This is the first study of its kind

May 15, 2009 14:18 GMT  ·  By
Atrial fibrillation has been linked with a significant risk of developing Alzheimer's disease for the first time ever
   Atrial fibrillation has been linked with a significant risk of developing Alzheimer's disease for the first time ever

Atrial fibrillation is one of the most common forms of heart disease in the world, and its main effect is that it causes disorders in the natural rhythm of the organ, thus exhausting it and eventually making it fail altogether. Now, American experts from the Intermountain Medical Center, in Salt Lake City, believe they've just determined the first ever statistical correlation between the condition and the number one form of dementia in the United States, Alzheimer's disease.

The study they published focused on nearly 37,000 people, and was presented at the Heart Rhythm 2009 annual meeting of the Heart Rhythm Society in Boston, on May 15th. They argue that the connection they've discovered between the two medical conditions is fairly strong, and also that it has never before been thoroughly investigated. The information on which the research was based was drawn from the Intermountain Heart Collaborative Study, which is a-hundred-of-thousand-large database of patients who get treatment in the nationally recognized nonprofit system of hospitals, surgery centers, doctors, and clinics that is Intermountain healthcare.

“Previous studies have shown that patients with atrial fibrillation are at higher risk for some types of dementia, including vascular dementia. But to our knowledge, this is the first large-population study to clearly show that having atrial fibrillation puts patients at greater risk for developing Alzheimer's disease. The study shows a connection between atrial fibrillation and all types of dementia. The Alzheimer's findings – particularly the risk of death for younger patients – break new ground,” the lead researcher of the new study, IMC Cardiologist T. Jared Bunch, MD, explained.

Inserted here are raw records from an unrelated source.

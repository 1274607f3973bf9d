/// Analyse audio temps réel : banc de Goertzel, normalisation adaptative,
/// détection onset/tempo/accord, et l'orchestrateur de pipeline qui publie
/// le snapshot de features consommé par le renderer.
///
/// Pas de FFT : 64 bins demi-ton via la récurrence de Goertzel, cadencés
/// par hop (analyse légère) et par balayage lourd (un hop sur N).

pub mod chord;
pub mod error;
pub mod goertzel;
pub mod normalizer;
pub mod onset;
pub mod pipeline;
pub mod smoothing;
pub mod source;
pub mod tempo;

#[cfg(feature = "capture")]
pub mod capture;

pub use error::AudioError;
pub use goertzel::{GoertzelBank, LightBands, NUM_BANDS, NUM_BINS, NUM_CHROMA};
pub use normalizer::AdaptiveNormalizer;
pub use pipeline::{AudioCommand, AudioConfig, AudioParams, AudioParamsUpdate, AudioPipeline};
pub use source::{SampleSource, SilenceSource, ToneSource};
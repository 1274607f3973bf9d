use lw_core::frame::LedFrame;
use lw_core::palette::Palette;
use lw_core::snapshot::AudioSnapshot;

/// Tout ce qu'un effet reçoit pour une frame : le buffer à écrire, le
/// snapshot audio de la frame, la palette active, le pas de temps.
///
/// Le contrat de `render` : aucune allocation, chaque pixel revendiqué
/// est écrit, et les effets centre-origine écrivent les deux indices
/// centraux ensemble (via [`LedFrame::centre_pair`]).
pub struct EffectContext<'a> {
    /// The frame being composed. Stateful effects find their previous
    /// output here; stateless effects receive it cleared.
    pub frame: &'a mut LedFrame,
    /// Audio features for this frame — one snapshot version per frame.
    pub audio: &'a AudioSnapshot,
    /// The active palette.
    pub palette: &'a Palette,
    /// Seconds since the previous frame, clamped by the scheduler.
    pub dt: f32,
    /// Seconds since boot, monotonic.
    pub time: f32,
}

#[cfg(test)]
pub(crate) mod test_support {
    use super::*;
    use lw_core::palette::PALETTES;

    /// Drive one render call with a default context.
    pub fn render_once(
        effect: &mut dyn crate::effect::Effect,
        frame: &mut LedFrame,
        audio: &AudioSnapshot,
        time: f32,
    ) {
        let mut ctx = EffectContext {
            frame,
            audio,
            palette: &PALETTES[0],
            dt: 1.0 / 120.0,
            time,
        };
        effect.render(&mut ctx);
    }
}
// Linux-specific parsers: /sys/class/power_supply uevents and /proc/meminfo.

use crate::models::{
    AC_POWER, BATTERY_POWER, FAIR_CONDITION, MemoryCounters, POOR_CONDITION, RawPowerSource,
};
use std::collections::HashMap;
use std::path::Path;

/// `POWER_SUPPLY_KEY=value` lines, keyed without the `POWER_SUPPLY_` prefix.
pub(crate) fn parse_uevent(content: &str) -> HashMap<String, String> {
    content
        .lines()
        .filter_map(|line| line.split_once('='))
        .map(|(k, v)| {
            let key = k.trim().trim_start_matches("POWER_SUPPLY_");
            (key.to_string(), v.trim().to_string())
        })
        .collect()
}

fn int(props: &HashMap<String, String>, key: &str) -> Option<i64> {
    props.get(key)?.parse().ok()
}

/// External supply (mains adapter, USB-C) currently feeding the machine.
pub(crate) fn is_online_supply(props: &HashMap<String, String>) -> bool {
    matches!(props.get("TYPE").map(String::as_str), Some("Mains" | "USB"))
        && props.get("ONLINE").map(String::as_str) == Some("1")
}

fn condition_code(health: &str) -> &'static str {
    match health {
        "Good" => "Good",
        "Cold" | "Warm" | "Cool" | "Overheat" => FAIR_CONDITION,
        _ => POOR_CONDITION,
    }
}

/// Translates a battery uevent into a raw power source. Energy (µWh) is
/// preferred over charge (µAh); both are reported in milli-units. Without
/// either, the capacity percentage is used against a max of 100.
pub(crate) fn battery_from_uevent(
    props: &HashMap<String, String>,
    ac_online: bool,
) -> Option<RawPowerSource> {
    if props.get("TYPE").map(String::as_str) != Some("Battery") {
        return None;
    }
    if props.get("PRESENT").map(String::as_str) == Some("0") {
        return None;
    }

    let (now, full, design) = if let (Some(now), Some(full)) =
        (int(props, "ENERGY_NOW"), int(props, "ENERGY_FULL"))
    {
        (Some(now / 1000), Some(full / 1000), int(props, "ENERGY_FULL_DESIGN").map(|v| v / 1000))
    } else if let (Some(now), Some(full)) = (int(props, "CHARGE_NOW"), int(props, "CHARGE_FULL")) {
        (Some(now / 1000), Some(full / 1000), int(props, "CHARGE_FULL_DESIGN").map(|v| v / 1000))
    } else {
        (int(props, "CAPACITY"), int(props, "CAPACITY").map(|_| 100), None)
    };

    let status = props.get("STATUS").map(String::as_str).unwrap_or("");
    let is_charging = status == "Charging";
    let discharging = status == "Discharging";

    // Rate in the same milli-units per hour as now/full.
    let rate = int(props, "POWER_NOW")
        .or_else(|| int(props, "CURRENT_NOW"))
        .map(|v| v / 1000)
        .filter(|v| *v > 0);
    let minutes = |amount: i64| rate.map(|r| amount * 60 / r);

    let time_to_empty = int(props, "TIME_TO_EMPTY_NOW")
        .map(|secs| secs / 60)
        .or_else(|| discharging.then(|| now.and_then(minutes)).flatten());
    let time_to_full_charge = int(props, "TIME_TO_FULL_NOW")
        .map(|secs| secs / 60)
        .or_else(|| {
            is_charging
                .then(|| match (now, full) {
                    (Some(n), Some(f)) => minutes(f.saturating_sub(n)),
                    _ => None,
                })
                .flatten()
        });

    let power_source_state = if ac_online {
        Some(AC_POWER.to_string())
    } else if discharging {
        Some(BATTERY_POWER.to_string())
    } else {
        None
    };

    Some(RawPowerSource {
        current_capacity: now,
        max_capacity: full,
        design_capacity: design,
        cycle_count: int(props, "CYCLE_COUNT"),
        time_to_full_charge,
        time_to_empty,
        is_charged: Some(status == "Full"),
        is_charging: Some(is_charging),
        health_condition: props.get("HEALTH").map(|h| condition_code(h).to_string()),
        power_source_state,
    })
}

/// Reads every supply under `root`; batteries first in directory-name order.
pub(crate) fn read_power_supplies(root: &Path) -> Vec<RawPowerSource> {
    let Ok(entries) = std::fs::read_dir(root) else {
        return Vec::new();
    };
    let mut supplies: Vec<(String, HashMap<String, String>)> = entries
        .flatten()
        .filter_map(|entry| {
            let content = std::fs::read_to_string(entry.path().join("uevent")).ok()?;
            Some((
                entry.file_name().to_string_lossy().into_owned(),
                parse_uevent(&content),
            ))
        })
        .collect();
    supplies.sort_by(|a, b| a.0.cmp(&b.0));

    let ac_online = supplies.iter().any(|(_, props)| is_online_supply(props));
    supplies
        .iter()
        .filter_map(|(_, props)| battery_from_uevent(props, ac_online))
        .collect()
}

fn meminfo_kb(fields: &HashMap<&str, u64>, key: &str) -> f64 {
    fields.get(key).copied().unwrap_or(0) as f64 * 1024.0
}

/// Maps /proc/meminfo onto the desktop memory categories (bytes).
pub(crate) fn parse_meminfo(content: &str) -> Option<MemoryCounters> {
    let fields: HashMap<&str, u64> = content
        .lines()
        .filter_map(|line| {
            let (key, rest) = line.split_once(':')?;
            let value = rest.split_whitespace().next()?.parse().ok()?;
            Some((key.trim(), value))
        })
        .collect();
    if !fields.contains_key("MemTotal") {
        return None;
    }
    Some(MemoryCounters {
        free: meminfo_kb(&fields, "MemFree"),
        active: meminfo_kb(&fields, "Active"),
        inactive: meminfo_kb(&fields, "Inactive"),
        wired: meminfo_kb(&fields, "Unevictable")
            + meminfo_kb(&fields, "SUnreclaim")
            + meminfo_kb(&fields, "KernelStack")
            + meminfo_kb(&fields, "PageTables"),
        compressed: meminfo_kb(&fields, "Zswap"),
        app_memory: meminfo_kb(&fields, "AnonPages"),
        cached_files: meminfo_kb(&fields, "Cached"),
    })
}

#[cfg(target_os = "linux")]
pub(super) fn read_meminfo() -> Option<MemoryCounters> {
    let content = std::fs::read_to_string("/proc/meminfo").ok()?;
    parse_meminfo(&content)
}

#[cfg(not(target_os = "linux"))]
pub(super) fn read_meminfo() -> Option<MemoryCounters> {
    None
}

According to official statistics, almost 5.3 million Americans suffer from Alzheimer's disease at this point. The condition is a life-altering form of dementia, which results in memory loss, and the incapacity of performing even basic tasks successfully. Currently, the disease is the sixth overall cause of death in the United States. Similarly, atrial fibrillation affects 2.2 million people. Most often, irregularities in its rhythm generate blood pools, or even clots. Strokes are most common when a clot leaves the heart.